Your presence, your ideas, and the contributions you make add energy. You’ve reviewed the agenda, you did the homework, and you have ideas, potential solutions, and enthusiasm for improvement.
You wave your hand to show you’ll help, offer assistance, or take on the new task. You exemplify cultural generosity and are a great role model.
Fence Sitters
There are also fence sitters. Those who don’t really contribute much but they are watching. Their mission is often not to decide for himself or herself but to follow the flow of the crowd, or follow the political current seems to make the most sense.
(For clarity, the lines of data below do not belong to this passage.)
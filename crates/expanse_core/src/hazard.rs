//! The hazard field: circular Rust and Gray zones that shrink every tick.

use crate::config::HazardConfig;
use expanse_data::{Hazard, HazardKind, Position};

/// Ordered collection of live hazard zones.
///
/// Zones are kept in spawn order. Ids are sequential per field and never
/// reused, so a host can refer to a zone across ticks.
#[derive(Clone, Debug, PartialEq)]
pub struct HazardField {
    hazards: Vec<Hazard>,
    next_id: u64,
    width: f64,
    height: f64,
}

impl HazardField {
    #[must_use]
    pub fn new(width: f64, height: f64) -> Self {
        Self {
            hazards: Vec::new(),
            next_id: 0,
            width,
            height,
        }
    }

    /// Rebuilds a field from persisted parts.
    ///
    /// `next_id` is raised past every existing id so a stale counter can
    /// never hand out a duplicate.
    #[must_use]
    pub fn from_parts(hazards: Vec<Hazard>, next_id: Option<u64>, width: f64, height: f64) -> Self {
        let floor = hazards.iter().map(|h| h.id + 1).max().unwrap_or(0);
        Self {
            hazards,
            next_id: next_id.unwrap_or(floor).max(floor),
            width,
            height,
        }
    }

    /// Appends a zone and returns its id.
    ///
    /// The radius is clamped to the kind's `[floor, max_radius]` and the
    /// position is wrapped into the world.
    pub fn spawn(
        &mut self,
        config: &HazardConfig,
        kind: HazardKind,
        position: Position,
        radius: f64,
        tick: u64,
    ) -> u64 {
        let id = self.next_id;
        self.next_id += 1;
        let position = if position.x.is_finite() && position.y.is_finite() {
            position.wrapped(self.width, self.height)
        } else {
            Position::default()
        };
        let radius = config.kind(kind).clamp_radius(radius);
        tracing::trace!(id, kind = kind.label(), radius, "Hazard spawned");
        self.hazards.push(Hazard {
            id,
            kind,
            position,
            radius,
            spawn_tick: tick,
        });
        id
    }

    /// Shrinks every zone by its kind's decay and drops those at or below
    /// the floor. Returns the number removed.
    pub fn decay_step(&mut self, config: &HazardConfig) -> usize {
        let before = self.hazards.len();
        self.hazards.retain_mut(|h| {
            let kind = config.kind(h.kind);
            h.radius -= kind.decay;
            h.radius > kind.floor
        });
        before - self.hazards.len()
    }

    /// Zones strictly containing `position`.
    pub fn containing<'a>(&'a self, position: &'a Position) -> impl Iterator<Item = &'a Hazard> {
        self.hazards.iter().filter(move |h| h.contains(position))
    }

    /// Every zone containing `position` with its overlap depth
    /// (`radius - distance`, always positive).
    #[must_use]
    pub fn query_at(&self, position: &Position) -> Vec<(HazardKind, f64)> {
        self.containing(position)
            .map(|h| (h.kind, h.radius - h.position.distance(position)))
            .collect()
    }

    /// Removes a zone by id. Unknown ids are a no-op.
    pub fn remove(&mut self, id: u64) -> bool {
        match self.hazards.iter().position(|h| h.id == id) {
            Some(idx) => {
                self.hazards.remove(idx);
                true
            }
            None => false,
        }
    }

    /// Removes every zone of `kind` whose centre lies within `radius` of
    /// `centre`. Returns the number removed.
    pub fn purge_within(&mut self, kind: HazardKind, centre: &Position, radius: f64) -> usize {
        let before = self.hazards.len();
        self.hazards
            .retain(|h| !(h.kind == kind && h.position.distance(centre) <= radius));
        before - self.hazards.len()
    }

    #[must_use]
    pub fn count(&self, kind: HazardKind) -> usize {
        self.hazards.iter().filter(|h| h.kind == kind).count()
    }

    #[must_use]
    pub fn len(&self) -> usize {
        self.hazards.len()
    }

    #[must_use]
    pub fn is_empty(&self) -> bool {
        self.hazards.is_empty()
    }

    #[must_use]
    pub fn hazards(&self) -> &[Hazard] {
        &self.hazards
    }

    #[must_use]
    pub fn next_id(&self) -> u64 {
        self.next_id
    }

    pub fn iter(&self) -> std::slice::Iter<'_, Hazard> {
        self.hazards.iter()
    }
}
//! # Expanse IO
//!
//! I/O layer for the Expanse simulation.
//!
//! This crate provides:
//! - Structured error handling with custom error types
//! - JSON serialization helpers
//! - Atomic replace-on-write for save documents, with optional gzip framing

/// Error types and result aliases for I/O operations
pub mod error;
/// Validated serialization helpers and atomic document files
pub mod serialization;

pub use error::{IoError, Result};
pub use serialization::{
    from_json, is_gzip, read_document, temp_path_for, to_json, to_json_pretty, write_atomic,
    write_document,
};
//! Headless host: loads or creates a world, steps it and reports progress.

use anyhow::{Context, Result};
use std::path::Path;
use std::time::Instant;

use crate::model::config::AppConfig;
use crate::model::metrics::Metrics;
use crate::model::persistence::LoadOutcome;
use crate::model::world::World;

pub struct App {
    pub running: bool,
    pub world: World,
    pub metrics: Metrics,
    /// Set when `resume` found a save it could not use.
    pub load_warning: Option<String>,
}

impl App {
    pub fn with_config(config: AppConfig) -> Result<Self> {
        let world = World::new(config).context("Failed to create world")?;
        Ok(Self::from_world(world))
    }

    /// Loads the world at the configured save path.
    ///
    /// A missing save starts fresh. A corrupt save is reported and also
    /// starts fresh; the bad file is left in place.
    pub fn resume(config: AppConfig) -> Result<Self> {
        let path = config.persistence.save_path.clone();
        let outcome = World::load(&path, &config)
            .with_context(|| format!("Failed to read save file {}", path))?;
        match outcome {
            LoadOutcome::Loaded(world) => {
                tracing::info!(path = %path, tick = world.tick(), "Resumed saved world");
                Ok(Self::from_world(*world))
            }
            LoadOutcome::Missing => {
                tracing::info!(path = %path, "No save found, starting fresh");
                Self::with_config(config)
            }
            LoadOutcome::Corrupt(reason) => {
                tracing::warn!(path = %path, reason = %reason, "Save file is corrupt, starting fresh");
                let mut app = Self::with_config(config)?;
                app.load_warning = Some(reason);
                Ok(app)
            }
        }
    }

    fn from_world(world: World) -> Self {
        Self {
            running: true,
            world,
            metrics: Metrics::new(),
            load_warning: None,
        }
    }

    /// Steps the world `ticks` times, recording timings.
    pub fn run_for(&mut self, ticks: u64) {
        for _ in 0..ticks {
            if !self.running {
                break;
            }
            self.step_once();
        }
    }

    fn step_once(&mut self) {
        let start = Instant::now();
        self.world.step();
        self.metrics
            .record_tick(self.world.tick(), start.elapsed(), self.world.metrics());
        // a due autosave always clears or sets the error
        if self.world.autosave_due() && self.world.last_persistence_error.is_some() {
            self.metrics.increment_counter("autosave_failed");
        }
    }

    /// Saves to the configured primary save path.
    pub fn save(&self) -> Result<()> {
        self.world
            .save_primary()
            .with_context(|| format!("Failed to save to {}", self.world.config.persistence.save_path))
    }

    /// Writes the current snapshot as pretty JSON.
    pub fn write_snapshot(&self, path: impl AsRef<Path>) -> Result<()> {
        let path = path.as_ref();
        let json = expanse_io::to_json_pretty(&self.world.snapshot())?;
        expanse_io::write_atomic(path, json.as_bytes())
            .with_context(|| format!("Failed to write snapshot {}", path.display()))?;
        Ok(())
    }
}
use anyhow::Result;
use clap::Parser;
use expanse_lib::app::App;
use expanse_lib::model::config::AppConfig;
use expanse_lib::model::metrics::init_logging;
use std::path::PathBuf;

#[derive(Parser, Debug)]
#[command(author, version, about, long_about = None)]
struct Args {
    /// Custom config file path
    #[arg(short, long, default_value = "config.toml")]
    config: String,

    /// Number of ticks to simulate
    #[arg(short, long, default_value_t = 6000)]
    ticks: u64,

    /// Override the configured seed
    #[arg(long)]
    seed: Option<u64>,

    /// Load the primary save before running
    #[arg(long)]
    resume: bool,

    /// Save to the primary save path on exit
    #[arg(long)]
    save: bool,

    /// Write the final snapshot as JSON
    #[arg(long)]
    snapshot: Option<PathBuf>,
}

fn main() -> Result<()> {
    init_logging();
    let args = Args::parse();

    let mut config = AppConfig::load_or_default(&args.config);
    if let Some(seed) = args.seed {
        config.world.seed = seed;
    }

    let mut app = if args.resume {
        App::resume(config)?
    } else {
        App::with_config(config)?
    };

    let start_tick = app.world.tick();
    app.run_for(args.ticks);

    let m = app.world.metrics();
    tracing::info!(
        from = start_tick,
        to = app.world.tick(),
        lesser = m.lesser,
        curious = m.curious,
        followers = m.followers,
        rust = m.rust_hazards,
        gray = m.gray_hazards,
        mean_trust = m.mean_trust,
        mean_step_us = app.metrics.mean_step().as_micros() as u64,
        "Run finished"
    );
    if let Some(err) = &app.world.last_persistence_error {
        tracing::warn!(error = %err, "Last autosave failed");
    }

    if args.save {
        app.save()?;
        tracing::info!(path = %app.world.config.persistence.save_path, "World saved");
    }
    if let Some(path) = &args.snapshot {
        app.write_snapshot(path)?;
        tracing::info!(path = %path.display(), "Snapshot written");
    }

    Ok(())
}

#[cfg(test)]
mod tests {
    use super::*;

    #[test]
    fn test_defaults() {
        let args = Args::try_parse_from(["expanse"]).unwrap();
        assert_eq!(args.config, "config.toml");
        assert_eq!(args.ticks, 6000);
        assert!(args.seed.is_none());
        assert!(!args.resume && !args.save);
    }

    #[test]
    fn test_overrides() {
        let args = Args::try_parse_from([
            "expanse", "--ticks", "10", "--seed", "7", "--resume", "--snapshot", "out.json",
        ])
        .unwrap();
        assert_eq!(args.ticks, 10);
        assert_eq!(args.seed, Some(7));
        assert!(args.resume);
        assert_eq!(args.snapshot, Some(PathBuf::from("out.json")));
    }
}
mod common;

use common::{entity_at, WorldBuilder};
use expanse_lib::model::data::{ActivationKind, HazardKind, Position, Role};
use expanse_lib::model::persistence::LoadOutcome;
use expanse_lib::model::world::World;

#[test]
fn test_empty_world_grows_rust_and_decays_deity() {
    let mut world = WorldBuilder::new()
        .with_seed(1)
        .with_deity("AEGIS", 600.0, 400.0, ActivationKind::Dormant)
        .with_config(|c| c.hazards.rust.period_ticks = 5)
        .build();

    world.run(100);

    assert!(world.entities.is_empty());
    let rust = world.config.hazards.rust.clone();
    assert!(rust.decay * 100.0 < rust.max_radius - rust.floor);
    assert!(world.hazards.count(HazardKind::Rust) >= 1);
    let bound = 1.0 * world.config.deities.trust_decay.powi(100);
    assert!(world.deities[0].aggregate_trust <= bound + 1e-12);
    assert_world_invariants!(world);
}

#[test]
fn test_single_curious_question_cadence() {
    let mut world = WorldBuilder::new()
        .with_seed(2)
        .with_deity("QUERENS", 1000.0, 700.0, ActivationKind::Inquiry)
        .with_config(|c| {
            c.entities.question_chance = 1.0;
            c.entities.question_cooldown = 10;
            c.entities.question_ttl = 5;
            c.entities.adoption_chance = 0.0;
        })
        .with_entity(entity_at(1, 50.0, 50.0, Role::Curious, 0.1))
        .build();

    let mut emitted = 0;
    for tick in 1..=100u64 {
        world.step();
        emitted += world.questions.iter().filter(|q| q.spawn_tick == tick).count();
        let alive = !world.questions.is_empty();
        let phase = (tick - 1) % 10;
        assert_eq!(alive, phase < 5, "question liveness at tick {tick}");
        if alive {
            assert_eq!(world.questions.len(), 1);
            assert_eq!(world.questions[0].position, Position::new(50.0, 50.0));
        }
        assert_world_invariants!(world);
    }
    assert_eq!(emitted, 10);
}

#[test]
fn test_follower_pipeline_fills_trust() {
    let mut world = WorldBuilder::new()
        .with_seed(3)
        .with_deity("AEGIS", 10.0, 10.0, ActivationKind::Dormant)
        .with_config(|c| {
            c.entities.follower_trust_gain = 0.1;
            c.entities.contribute_chance = 1.0;
        })
        .with_entity(entity_at(1, 10.0, 10.0, Role::Follower, 0.0))
        .build();
    let before = world.deities[0].aggregate_trust;

    world.run(10);

    let id = world.entities[0].id;
    assert_trust!(world, id, 1.0);
    assert!(world.deities[0].aggregate_trust > before);
    assert_eq!(world.deities[0].nearby_followers, 1);
    assert_eq!(world.entities[0].patron, Some(world.deities[0].id));
}

#[test]
fn test_rust_zone_erodes_follower_trust() {
    let builder = || {
        WorldBuilder::new()
            .with_seed(4)
            .with_deity("AEGIS", 1100.0, 700.0, ActivationKind::Dormant)
            .with_config(|c| {
                c.hazards.rust_trust_erosion = 0.05;
                c.hazards.rust.max_radius = 60.0;
                c.entities.follower_trust_gain = 0.0;
            })
            .with_entity(entity_at(1, 300.0, 300.0, Role::Follower, 1.0))
            .with_hazard(HazardKind::Rust, 300.0, 300.0, 50.0)
    };

    let mut world = builder().build();
    world.run(20);
    assert_trust!(world, world.entities[0].id, 0.0);

    let mut world = builder().build();
    world.run(10);
    world.entities[0].position = Position::new(600.0, 300.0);
    world.run(10);
    assert_trust!(world, world.entities[0].id, 0.5);
}

#[test]
fn test_save_load_matches_uninterrupted_run() {
    let dir = tempfile::tempdir().unwrap();
    let path = dir.path().join("world.json");
    let config = common::quiet_config(55, 200);

    let mut straight = World::new(config.clone()).unwrap();
    straight.run(2000);

    let mut first = World::new(config.clone()).unwrap();
    first.run(1000);
    first.save(&path).unwrap();
    drop(first);

    let mut resumed = World::load(&path, &config)
        .unwrap()
        .into_world()
        .expect("save should load");
    resumed.run(1000);

    assert_eq!(resumed.tick(), 2000);
    let a = resumed.snapshot();
    let b = straight.snapshot();
    assert_eq!(a, b);
    assert_eq!(
        serde_json::to_string(&a).unwrap(),
        serde_json::to_string(&b).unwrap()
    );
}

#[test]
fn test_truncated_save_is_corrupt_and_new_is_canonical() {
    let dir = tempfile::tempdir().unwrap();
    let path = dir.path().join("world.json");
    let config = common::quiet_config(66, 50);

    let mut world = World::new(config.clone()).unwrap();
    world.run(100);
    world.save(&path).unwrap();

    let bytes = std::fs::read(&path).unwrap();
    std::fs::write(&path, &bytes[..bytes.len() / 2]).unwrap();

    let outcome = World::load(&path, &config).unwrap();
    assert!(matches!(outcome, LoadOutcome::Corrupt(_)));

    let fresh = World::new(config.clone()).unwrap();
    let canonical = World::new(config).unwrap();
    assert_eq!(fresh.snapshot(), canonical.snapshot());
    assert_eq!(fresh.tick(), 0);
}
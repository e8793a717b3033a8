use serde::{Deserialize, Serialize};

/// The world's single source of time.
///
/// Every timed behaviour (hazard spawning, cooldowns, decay, autosave) is
/// expressed in ticks. `ticks_per_second` is only used to convert to and from
/// simulated seconds for display and configuration.
#[derive(Debug, Clone, Copy, PartialEq, Eq, Serialize, Deserialize)]
pub struct WorldClock {
    tick: u64,
    ticks_per_second: u32,
}

impl Default for WorldClock {
    fn default() -> Self {
        Self::new(60)
    }
}

impl WorldClock {
    #[must_use]
    pub fn new(ticks_per_second: u32) -> Self {
        Self::at(0, ticks_per_second)
    }

    #[must_use]
    pub fn at(tick: u64, ticks_per_second: u32) -> Self {
        Self {
            tick,
            ticks_per_second: ticks_per_second.max(1),
        }
    }

    #[must_use]
    pub fn tick(&self) -> u64 {
        self.tick
    }

    #[must_use]
    pub fn ticks_per_second(&self) -> u32 {
        self.ticks_per_second
    }

    /// Moves the clock forward by exactly one tick and returns the new tick.
    pub fn advance(&mut self) -> u64 {
        self.tick += 1;
        self.tick
    }

    /// True on ticks that are a positive multiple of `period`. A zero period
    /// is never due.
    #[must_use]
    pub fn is_due(&self, period: u64) -> bool {
        period > 0 && self.tick.is_multiple_of(period)
    }

    #[must_use]
    pub fn seconds_to_ticks(&self, seconds: f64) -> u64 {
        (seconds.max(0.0) * f64::from(self.ticks_per_second)).round() as u64
    }

    #[must_use]
    pub fn ticks_to_seconds(&self, ticks: u64) -> f64 {
        ticks as f64 / f64::from(self.ticks_per_second)
    }

    #[must_use]
    pub fn elapsed_seconds(&self) -> f64 {
        self.ticks_to_seconds(self.tick)
    }
}
//! Deity update: follower census, trust decay and activation.

use crate::config::DeityConfig;
use expanse_data::{ActivationKind, Deity, Entity};
use rand::Rng;
use rand_chacha::ChaCha8Rng;

/// Runs one tick for every deity, in roster order.
///
/// `questions_present` is whether any question is live this tick; questions
/// are observed here, never consumed.
pub fn update_deities(
    deities: &mut [Deity],
    entities: &[Entity],
    questions_present: bool,
    config: &DeityConfig,
    rng: &mut ChaCha8Rng,
) {
    for deity in deities.iter_mut() {
        deity.nearby_followers = count_nearby_followers(deity, entities, config.domain_radius);
        deity.aggregate_trust = (deity.aggregate_trust * config.trust_decay).max(0.0);

        match deity.activation_kind {
            ActivationKind::Shield => {
                if !deity.is_active() && rng.gen_bool(config.shield_chance) {
                    deity.activation_ticks = config.shield_ticks;
                    tracing::trace!(deity = %deity.name, "Shield raised");
                }
            }
            ActivationKind::Inquiry => {
                if questions_present {
                    deity.activation_ticks = config.inquiry_ticks;
                }
            }
            ActivationKind::Dormant => {}
        }

        deity.activation_ticks = deity.activation_ticks.saturating_sub(1);
    }
}

fn count_nearby_followers(deity: &Deity, entities: &[Entity], radius: f64) -> u32 {
    entities
        .iter()
        .filter(|e| e.role.is_follower() && e.position.distance(&deity.position) < radius)
        .count() as u32
}
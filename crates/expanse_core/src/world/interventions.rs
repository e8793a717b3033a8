//! Host interventions: the clicks and buttons of an interactive front end.

use crate::world::init::create_entity;
use crate::world::World;
use expanse_data::{HazardKind, Position, Resonance, Role};
use uuid::Uuid;

impl World {
    /// Places a zone at (x, y). The radius is clamped to the kind's range.
    pub fn spawn_hazard(&mut self, kind: HazardKind, x: f64, y: f64, radius: f64) -> u64 {
        let tick = self.tick();
        let id = self
            .hazards
            .spawn(&self.config.hazards, kind, Position::new(x, y), radius, tick);
        self.refresh_metrics();
        id
    }

    /// Removes a zone by id. Unknown ids return `false`.
    pub fn remove_hazard(&mut self, id: u64) -> bool {
        let removed = self.hazards.remove(id);
        if removed {
            self.refresh_metrics();
        }
        removed
    }

    /// Turns an entity into a follower.
    ///
    /// Returns `false` if the id is unknown or the entity already follows.
    pub fn convert_to_follower(&mut self, id: Uuid) -> bool {
        let Some(entity) = self.entities.iter_mut().find(|e| e.id == id) else {
            return false;
        };
        if entity.role.is_follower() {
            return false;
        }
        entity.role = Role::Follower;
        self.refresh_metrics();
        true
    }

    /// Creates an entity at (x, y); velocity, size and id come from the
    /// world stream.
    pub fn spawn_entity(&mut self, x: f64, y: f64, role: Role, trust: f64) -> Uuid {
        let position = self.world_position(x, y);
        let entity = create_entity(&mut self.rng, &self.config, position, role, trust);
        let id = entity.id;
        self.entities.push(entity);
        self.refresh_metrics();
        id
    }

    /// Purges Rust zones centred within `radius` of (x, y) and leaves a
    /// resonance ring. Returns the number of zones removed.
    pub fn cleanse(&mut self, x: f64, y: f64, radius: f64) -> usize {
        let radius = if radius.is_finite() { radius.max(0.0) } else { 0.0 };
        let centre = self.world_position(x, y);
        let removed = self.hazards.purge_within(HazardKind::Rust, &centre, radius);
        self.resonances.push(Resonance {
            position: centre,
            radius,
            life: self.config.events.cleanse_life,
        });
        self.refresh_metrics();
        tracing::debug!(x, y, radius, removed, "Cleanse");
        removed
    }

    /// Wraps a host coordinate into the world. Non-finite input maps to the
    /// origin.
    fn world_position(&self, x: f64, y: f64) -> Position {
        if x.is_finite() && y.is_finite() {
            Position::new(x, y).wrapped(self.width, self.height)
        } else {
            Position::default()
        }
    }
}
//! Save document format and the load/save contract.
//!
//! A save is one self-describing JSON document (optionally gzip framed)
//! carrying the full world: collections, tick and the PRNG state, so a
//! loaded world continues the exact random stream it was saved with.

use crate::clock::WorldClock;
use crate::config::AppConfig;
use crate::error::{Result, SimError};
use crate::hazard::HazardField;
use crate::snapshot::WorldMetrics;
use crate::world::World;
use expanse_data::{Deity, Entity, Hazard, MetricsSample, Position, Question, Resonance};
use rand_chacha::ChaCha8Rng;
use serde::{Deserialize, Serialize};
use std::collections::VecDeque;
use std::path::Path;

pub const CURRENT_SAVE_VERSION: u32 = 1;

/// Borrowed view used for writing, so saving never clones the world.
#[derive(Serialize)]
pub struct SaveDocumentRef<'a> {
    pub version: u32,
    pub tick: u64,
    pub rng_state: &'a ChaCha8Rng,
    pub width: f64,
    pub height: f64,
    pub entities: &'a [Entity],
    pub deities: &'a [Deity],
    pub hazards: &'a [Hazard],
    pub questions: &'a [Question],
    pub resonances: &'a [Resonance],
    pub next_hazard_id: u64,
    pub history: &'a VecDeque<MetricsSample>,
    pub config: &'a AppConfig,
    pub config_fingerprint: String,
    pub saved_at: String,
}

/// Owned document used for reading. Unknown fields are ignored.
#[derive(Deserialize)]
pub struct SaveDocument {
    pub version: u32,
    pub tick: u64,
    pub rng_state: ChaCha8Rng,
    pub width: f64,
    pub height: f64,
    pub entities: Vec<Entity>,
    pub deities: Vec<Deity>,
    pub hazards: Vec<Hazard>,
    pub questions: Vec<Question>,
    pub resonances: Vec<Resonance>,
    #[serde(default)]
    pub next_hazard_id: Option<u64>,
    #[serde(default)]
    pub history: VecDeque<MetricsSample>,
    #[serde(default)]
    pub config: Option<AppConfig>,
    #[serde(default)]
    pub config_fingerprint: Option<String>,
    #[serde(default)]
    pub saved_at: Option<String>,
}

#[derive(Deserialize)]
struct VersionProbe {
    version: u32,
}

/// Result of [`load_world`].
#[derive(Debug)]
pub enum LoadOutcome {
    Loaded(Box<World>),
    /// No file at the path.
    Missing,
    /// The file exists but is not a usable save. Carries the reason.
    Corrupt(String),
}

impl LoadOutcome {
    #[must_use]
    pub fn is_loaded(&self) -> bool {
        matches!(self, Self::Loaded(_))
    }

    /// The loaded world, if any.
    #[must_use]
    pub fn into_world(self) -> Option<World> {
        match self {
            Self::Loaded(world) => Some(*world),
            _ => None,
        }
    }
}

/// Writes `world` to `path` atomically.
///
/// Paths ending in `.gz` are gzip-compressed. On failure the previous file at
/// `path` is left untouched.
pub fn save_world(world: &World, path: impl AsRef<Path>) -> Result<()> {
    let path = path.as_ref();
    let doc = SaveDocumentRef {
        version: CURRENT_SAVE_VERSION,
        tick: world.tick(),
        rng_state: &world.rng,
        width: world.width,
        height: world.height,
        entities: &world.entities,
        deities: &world.deities,
        hazards: world.hazards.hazards(),
        questions: &world.questions,
        resonances: &world.resonances,
        next_hazard_id: world.hazards.next_id(),
        history: &world.history,
        config: &world.config,
        config_fingerprint: world.config.fingerprint(),
        saved_at: chrono::Utc::now().to_rfc3339(),
    };

    let json = expanse_io::to_json(&doc)?;
    expanse_io::write_document(path, &json)?;
    tracing::debug!(path = %path.display(), tick = world.tick(), bytes = json.len(), "World saved");
    Ok(())
}

/// Loads a world from `path`.
///
/// The world's config comes from the document when it carries one, otherwise
/// from `config`. I/O failures other than a missing file are returned as
/// errors; anything that reads but does not decode is [`LoadOutcome::Corrupt`].
pub fn load_world(path: impl AsRef<Path>, config: &AppConfig) -> Result<LoadOutcome> {
    let path = path.as_ref();
    let text = match expanse_io::read_document(path) {
        Ok(text) => text,
        Err(e) if e.is_not_found() => return Ok(LoadOutcome::Missing),
        Err(e) if e.is_decode_failure() => return Ok(LoadOutcome::Corrupt(e.to_string())),
        Err(e) => return Err(SimError::Persistence(e)),
    };

    let probe: VersionProbe = match expanse_io::from_json(&text) {
        Ok(p) => p,
        Err(e) => return Ok(LoadOutcome::Corrupt(e.to_string())),
    };
    match probe.version {
        CURRENT_SAVE_VERSION => {}
        v if v > CURRENT_SAVE_VERSION => {
            return Ok(LoadOutcome::Corrupt(format!(
                "Save file version {} is newer than supported version {}",
                v, CURRENT_SAVE_VERSION
            )));
        }
        v => {
            return Ok(LoadOutcome::Corrupt(format!(
                "Unsupported save version: {}",
                v
            )));
        }
    }

    let doc: SaveDocument = match expanse_io::from_json(&text) {
        Ok(doc) => doc,
        Err(e) => return Ok(LoadOutcome::Corrupt(e.to_string())),
    };

    match restore(doc, config) {
        Ok(world) => {
            tracing::info!(path = %path.display(), tick = world.tick(), "World loaded");
            Ok(LoadOutcome::Loaded(Box::new(world)))
        }
        Err(reason) => Ok(LoadOutcome::Corrupt(reason)),
    }
}

fn restore(mut doc: SaveDocument, caller: &AppConfig) -> std::result::Result<World, String> {
    if let Some(saved) = &doc.config_fingerprint {
        if *saved != caller.fingerprint() {
            tracing::warn!("Save was written with a different configuration; using the saved one");
        }
    }

    let mut config = doc.config.take().unwrap_or_else(|| caller.clone());
    config.world.width = doc.width;
    config.world.height = doc.height;
    config
        .validate()
        .map_err(|e| format!("Saved world is inconsistent: {}", e))?;

    let width = doc.width;
    let height = doc.height;
    check_records(&doc, &config)?;

    let mut world = World {
        clock: WorldClock::at(doc.tick, config.world.ticks_per_second),
        rng: doc.rng_state,
        width,
        height,
        entities: doc.entities,
        deities: doc.deities,
        hazards: HazardField::from_parts(doc.hazards, doc.next_hazard_id, width, height),
        questions: doc.questions,
        resonances: doc.resonances,
        metrics: WorldMetrics::default(),
        history: doc.history,
        last_persistence_error: None,
        config,
    };
    world.refresh_metrics();
    Ok(world)
}

/// Rejects records that no sequence of steps and interventions can produce.
fn check_records(doc: &SaveDocument, config: &AppConfig) -> std::result::Result<(), String> {
    let inside = |p: &Position| (0.0..doc.width).contains(&p.x) && (0.0..doc.height).contains(&p.y);

    for e in &doc.entities {
        if !inside(&e.position) {
            return Err(format!("Entity {} position outside the world", e.id));
        }
        if !(0.0..=1.0).contains(&e.trust) {
            return Err(format!("Entity {} trust {} outside [0, 1]", e.id, e.trust));
        }
        if !(Entity::MIN_SIZE..=Entity::MAX_SIZE).contains(&e.size) {
            return Err(format!("Entity {} size {} outside [2, 5]", e.id, e.size));
        }
        if !e.velocity.vx.is_finite() || !e.velocity.vy.is_finite() {
            return Err(format!("Entity {} velocity is not finite", e.id));
        }
    }

    for d in &doc.deities {
        if !inside(&d.position) {
            return Err(format!("Deity {} position outside the world", d.name));
        }
        if !d.aggregate_trust.is_finite() || d.aggregate_trust < 0.0 {
            return Err(format!("Deity {} aggregate trust is negative", d.name));
        }
    }

    for h in &doc.hazards {
        let spec = config.hazards.kind(h.kind);
        // a user-placed zone may sit exactly on the floor until the next decay
        if !inside(&h.position) || !(spec.floor..=spec.max_radius).contains(&h.radius) {
            return Err(format!(
                "Hazard {} radius {} outside [{}, {}] or centre outside the world",
                h.id, h.radius, spec.floor, spec.max_radius
            ));
        }
    }

    for q in &doc.questions {
        if q.ttl == 0 || !inside(&q.position) {
            return Err(format!("Question spawned at tick {} is expired or misplaced", q.spawn_tick));
        }
    }

    let max_life = config.events.resonance_life;
    for r in &doc.resonances {
        if r.life == 0 || r.life > max_life || !r.radius.is_finite() {
            return Err(format!("Resonance life {} outside [1, {}]", r.life, max_life));
        }
    }

    Ok(())
}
Are they contributing to a positive culture? Perhaps, sometimes, but often in efforts that require change it is easier to find the reasons why it won’t work instead of offering reasons why it will.
The fence sitters contribution is weak at best.
Naysayers
Of course, we cannot forget about the naysayers, the passively aggressive quiet one who is cloaked in the corporate uniform but leading a different charge. There is often a smile, but don’t mistake it for agreement. When a smile becomes a smirk, it won’t be doing much to support a positive culture.
In fact, the fence sitters, naysayers, and the passively aggressive watcher are probably taking away more energy than what they are giving.
Practice Cultural Generosity
What should you do? Practice cultural generosity. Make energy, build on others ideas, and offer solutions instead of problems.
Instead of a flow of why it is a bad idea, why things won’t work, or why failure is lurking at every milestone, make a plan to be part of the fix.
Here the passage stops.